EXERCISE: An exact copy of the data below is required; return it in full.
---------- PROVIDED DATA
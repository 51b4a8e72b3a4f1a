//! External tool collaborators.
//!
//! Capture dates and video signatures come from external tools (exiftool and
//! ffprobe). The pipeline only talks to them through the [`CaptureDateSource`]
//! and [`VideoProbe`] traits so every stage can run against fakes, and so a
//! missing tool degrades a feature instead of failing the run.
//!
//! # Architecture
//!
//! - [`exiftool`]: batch capture-date extraction
//! - [`ffprobe`]: duration and codec probing
//! - [`fake`]: in-memory implementations for tests and disabled tools

pub mod exiftool;
pub mod fake;
pub mod ffprobe;

use std::collections::HashMap;
use std::fmt;
use std::path::{Path, PathBuf};

use chrono::NaiveDateTime;
use serde::{Deserialize, Serialize};

use crate::duplicates::DuplicateGroup;
use crate::logging::LogOnce;

pub use exiftool::{parse_capture_date, ExifTool, DATE_KEYS, DEFAULT_BATCH_SIZE};
pub use fake::{NoMetadata, NoProbe, StaticDates, StaticProbe};
pub use ffprobe::FfProbe;

/// How capture timestamps carrying a UTC offset are interpreted.
#[derive(Debug, Clone, Copy, PartialEq, Eq, Default, Serialize, Deserialize, clap::ValueEnum)]
#[serde(rename_all = "lowercase")]
pub enum TimeZoneMode {
    /// Keep the wall-clock time the camera recorded
    #[default]
    Original,
    /// Convert offset-bearing timestamps to UTC
    Utc,
}

impl fmt::Display for TimeZoneMode {
    fn fmt(&self, f: &mut fmt::Formatter<'_>) -> fmt::Result {
        match self {
            Self::Original => write!(f, "original"),
            Self::Utc => write!(f, "utc"),
        }
    }
}

/// Whether an external tool should be detected or forced off.
#[derive(Debug, Clone, Copy, PartialEq, Eq, Default, Serialize, Deserialize, clap::ValueEnum)]
#[serde(rename_all = "lowercase")]
pub enum ToolMode {
    /// Use the tool if it can be found
    #[default]
    Auto,
    /// Never invoke the tool
    Disabled,
}

impl fmt::Display for ToolMode {
    fn fmt(&self, f: &mut fmt::Formatter<'_>) -> fmt::Result {
        match self {
            Self::Auto => write!(f, "auto"),
            Self::Disabled => write!(f, "disabled"),
        }
    }
}

/// Errors raised by an external tool.
#[derive(thiserror::Error, Debug)]
pub enum CollaboratorError {
    /// The tool could not be started.
    #[error("{tool} is not available: {source}")]
    Unavailable {
        /// Tool name
        tool: String,
        /// Spawn error
        #[source]
        source: std::io::Error,
    },

    /// The tool ran but reported failure.
    #[error("{tool} failed with status {status}: {stderr}")]
    Failed {
        /// Tool name
        tool: String,
        /// Exit status
        status: String,
        /// Captured standard error
        stderr: String,
    },

    /// The tool's output could not be parsed.
    #[error("Unexpected output from {tool}: {source}")]
    Parse {
        /// Tool name
        tool: String,
        /// Parse error
        #[source]
        source: serde_json::Error,
    },
}

/// Source of original capture timestamps.
///
/// Batch size is a performance knob only: implementations must return the
/// same dates whether asked for one path or many.
pub trait CaptureDateSource: Send + Sync {
    /// Short name used in log messages.
    fn name(&self) -> &str;

    /// Whether the source can be used at all in this run.
    fn is_available(&self) -> bool;

    /// Capture dates for the given files.
    ///
    /// Files without a parsable date are simply absent from the map.
    ///
    /// # Errors
    ///
    /// Returns an error if the whole batch failed.
    fn captured_dates(
        &self,
        paths: &[PathBuf],
    ) -> Result<HashMap<PathBuf, NaiveDateTime>, CollaboratorError>;
}

/// Duration and codec signature of a video.
#[derive(Debug, Clone, PartialEq, Serialize, Deserialize)]
pub struct VideoSignature {
    /// Duration in seconds
    pub duration_secs: f64,
    /// Codec of the first video stream
    pub codec: Option<String>,
    /// Container format name
    pub container: Option<String>,
}

impl VideoSignature {
    /// Signature with a duration only.
    #[must_use]
    pub fn with_duration(duration_secs: f64) -> Self {
        Self {
            duration_secs,
            codec: None,
            container: None,
        }
    }

    /// Set the codec.
    #[must_use]
    pub fn codec(mut self, codec: &str) -> Self {
        self.codec = Some(codec.to_string());
        self
    }
}

/// Source of video signatures.
pub trait VideoProbe: Send + Sync {
    /// Short name used in log messages.
    fn name(&self) -> &str;

    /// Whether the probe can be used at all in this run.
    fn is_available(&self) -> bool;

    /// Probe one video; `Ok(None)` means no duration could be determined.
    ///
    /// # Errors
    ///
    /// Returns an error if the tool failed for this file.
    fn probe(&self, path: &Path) -> Result<Option<VideoSignature>, CollaboratorError>;
}

/// Fill in `captured` for every member of every group.
///
/// Paths are sent to the source in batches of `batch_size`. A failed batch
/// leaves its members undated, so keeper selection falls back to the
/// modification time. Returns the number of members that received a date.
pub fn annotate_capture_dates(
    groups: &mut [DuplicateGroup],
    source: &dyn CaptureDateSource,
    batch_size: usize,
    notice: &LogOnce,
) -> usize {
    if groups.is_empty() {
        return 0;
    }
    if !source.is_available() {
        notice.warn(format_args!(
            "{} not available; capture dates fall back to file modification time",
            source.name()
        ));
        return 0;
    }

    let paths: Vec<PathBuf> = groups
        .iter()
        .flat_map(|g| g.members.iter().map(|m| m.primary.path.clone()))
        .collect();

    let mut dates: HashMap<PathBuf, NaiveDateTime> = HashMap::new();
    for chunk in paths.chunks(batch_size.max(1)) {
        match source.captured_dates(chunk) {
            Ok(found) => {
                for path in chunk {
                    if !found.contains_key(path) {
                        log::debug!(
                            "No parsable capture date for {}, using mtime",
                            path.display()
                        );
                    }
                }
                dates.extend(found);
            }
            Err(e) => {
                log::warn!(
                    "{} failed for a batch of {} files, using mtime: {}",
                    source.name(),
                    chunk.len(),
                    e
                );
            }
        }
    }

    let mut annotated = 0;
    for member in groups.iter_mut().flat_map(|g| g.members.iter_mut()) {
        if let Some(date) = dates.get(&member.primary.path) {
            member.primary.captured = Some(*date);
            annotated += 1;
        }
    }
    annotated
}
--------------------
TASK RESPONSE:
repository 51b4a8e72b3a4f1a
//! External tool collaborators.
//!
//! Capture dates and video signatures come from external tools (exiftool and
//! ffprobe). The pipeline only talks to them through the [`CaptureDateSource`]
//! and [`VideoProbe`] traits so every stage can run against fakes, and so a
//! missing tool degrades a feature instead of failing the run.
//!
//! # Architecture
//!
//! - [`exiftool`]: batch capture-date extraction
//! - [`ffprobe`]: duration and codec probing
//! - [`fake`]: in-memory implementations for tests and disabled tools

pub mod exiftool;
pub mod fake;
pub mod ffprobe;

use std::collections::HashMap;
use std::fmt;
use std::path::{Path, PathBuf};

use chrono::NaiveDateTime;
use serde::{Deserialize, Serialize};

use crate::duplicates::DuplicateGroup;
use crate::logging::LogOnce;

pub use exiftool::{parse_capture_date, ExifTool, DATE_KEYS, DEFAULT_BATCH_SIZE};
pub use fake::{NoMetadata, NoProbe, StaticDates, StaticProbe};
pub use ffprobe::FfProbe;

/// How capture timestamps carrying a UTC offset are interpreted.
#[derive(Debug, Clone, Copy, PartialEq, Eq, Default, Serialize, Deserialize, clap::ValueEnum)]
#[serde(rename_all = "lowercase")]
pub enum TimeZoneMode {
    /// Keep the wall-clock time the camera recorded
    #[default]
    Original,
    /// Convert offset-bearing timestamps to UTC
    Utc,
}

impl fmt::Display for TimeZoneMode {
    fn fmt(&self, f: &mut fmt::Formatter<'_>) -> fmt::Result {
        match self {
            Self::Original => write!(f, "original"),
            Self::Utc => write!(f, "utc"),
        }
    }
}

/// Whether an external tool should be detected or forced off.
#[derive(Debug, Clone, Copy, PartialEq, Eq, Default, Serialize, Deserialize, clap::ValueEnum)]
#[serde(rename_all = "lowercase")]
pub enum ToolMode {
    /// Use the tool if it can be found
    #[default]
    Auto,
    /// Never invoke the tool
    Disabled,
}

impl fmt::Display for ToolMode {
    fn fmt(&self, f: &mut fmt::Formatter<'_>) -> fmt::Result {
        match self {
            Self::Auto => write!(f, "auto"),
            Self::Disabled => write!(f, "disabled"),
        }
    }
}

/// Errors raised by an external tool.
#[derive(thiserror::Error, Debug)]
pub enum CollaboratorError {
    /// The tool could not be started.
    #[error("{tool} is not available: {source}")]
    Unavailable {
        /// Tool name
        tool: String,
        /// Spawn error
        #[source]
        source: std::io::Error,
    },

    /// The tool ran but reported failure.
    #[error("{tool} failed with status {status}: {stderr}")]
    Failed {
        /// Tool name
        tool: String,
        /// Exit status
        status: String,
        /// Captured standard error
        stderr: String,
    },

    /// The tool's output could not be parsed.
    #[error("Unexpected output from {tool}: {source}")]
    Parse {
        /// Tool name
        tool: String,
        /// Parse error
        #[source]
        source: serde_json::Error,
    },
}

/// Source of original capture timestamps.
///
/// Batch size is a performance knob only: implementations must return the
/// same dates whether asked for one path or many.
pub trait CaptureDateSource: Send + Sync {
    /// Short name used in log messages.
    fn name(&self) -> &str;

    /// Whether the source can be used at all in this run.
    fn is_available(&self) -> bool;

    /// Capture dates for the given files.
    ///
    /// Files without a parsable date are simply absent from the map.
    ///
    /// # Errors
    ///
    /// Returns an error if the whole batch failed.
    fn captured_dates(
        &self,
        paths: &[PathBuf],
    ) -> Result<HashMap<PathBuf, NaiveDateTime>, CollaboratorError>;
}

/// Duration and codec signature of a video.
#[derive(Debug, Clone, PartialEq, Serialize, Deserialize)]
pub struct VideoSignature {
    /// Duration in seconds
    pub duration_secs: f64,
    /// Codec of the first video stream
    pub codec: Option<String>,
    /// Container format name
    pub container: Option<String>,
}

impl VideoSignature {
    /// Signature with a duration only.
    #[must_use]
    pub fn with_duration(duration_secs: f64) -> Self {
        Self {
            duration_secs,
            codec: None,
            container: None,
        }
    }

    /// Set the codec.
    #[must_use]
    pub fn codec(mut self, codec: &str) -> Self {
        self.codec = Some(codec.to_string());
        self
    }
}

/// Source of video signatures.
pub trait VideoProbe: Send + Sync {
    /// Short name used in log messages.
    fn name(&self) -> &str;

    /// Whether the probe can be used at all in this run.
    fn is_available(&self) -> bool;

    /// Probe one video; `Ok(None)` means no duration could be determined.
    ///
    /// # Errors
    ///
    /// Returns an error if the tool failed for this file.
    fn probe(&self, path: &Path) -> Result<Option<VideoSignature>, CollaboratorError>;
}

/// Fill in `captured` for every member of every group.
///
/// Paths are sent to the source in batches of `batch_size`. A failed batch
/// leaves its members undated, so keeper selection falls back to the
/// modification time. Returns the number of members that received a date.
pub fn annotate_capture_dates(
    groups: &mut [DuplicateGroup],
    source: &dyn CaptureDateSource,
    batch_size: usize,
    notice: &LogOnce,
) -> usize {
    if groups.is_empty() {
        return 0;
    }
    if !source.is_available() {
        notice.warn(format_args!(
            "{} not available; capture dates fall back to file modification time",
            source.name()
        ));
        return 0;
    }

    let paths: Vec<PathBuf> = groups
        .iter()
        .flat_map(|g| g.members.iter().map(|m| m.primary.path.clone()))
        .collect();

    let mut dates: HashMap<PathBuf, NaiveDateTime> = HashMap::new();
    for chunk in paths.chunks(batch_size.max(1)) {
        match source.captured_dates(chunk) {
            Ok(found) => {
                for path in chunk {
                    if !found.contains_key(path) {
                        log::debug!(
                            "No parsable capture date for {}, using mtime",
                            path.display()
                        );
                    }
                }
                dates.extend(found);
            }
            Err(e) => {
                log::warn!(
                    "{} failed for a batch of {} files, using mtime: {}",
                    source.name(),
                    chunk.len(),
                    e
                );
            }
        }
    }

    let mut annotated = 0;
    for member in groups.iter_mut().flat_map(|g| g.members.iter_mut()) {
        if let Some(date) = dates.get(&member.primary.path) {
            member.primary.captured = Some(*date);
            annotated += 1;
        }
    }
    annotated
}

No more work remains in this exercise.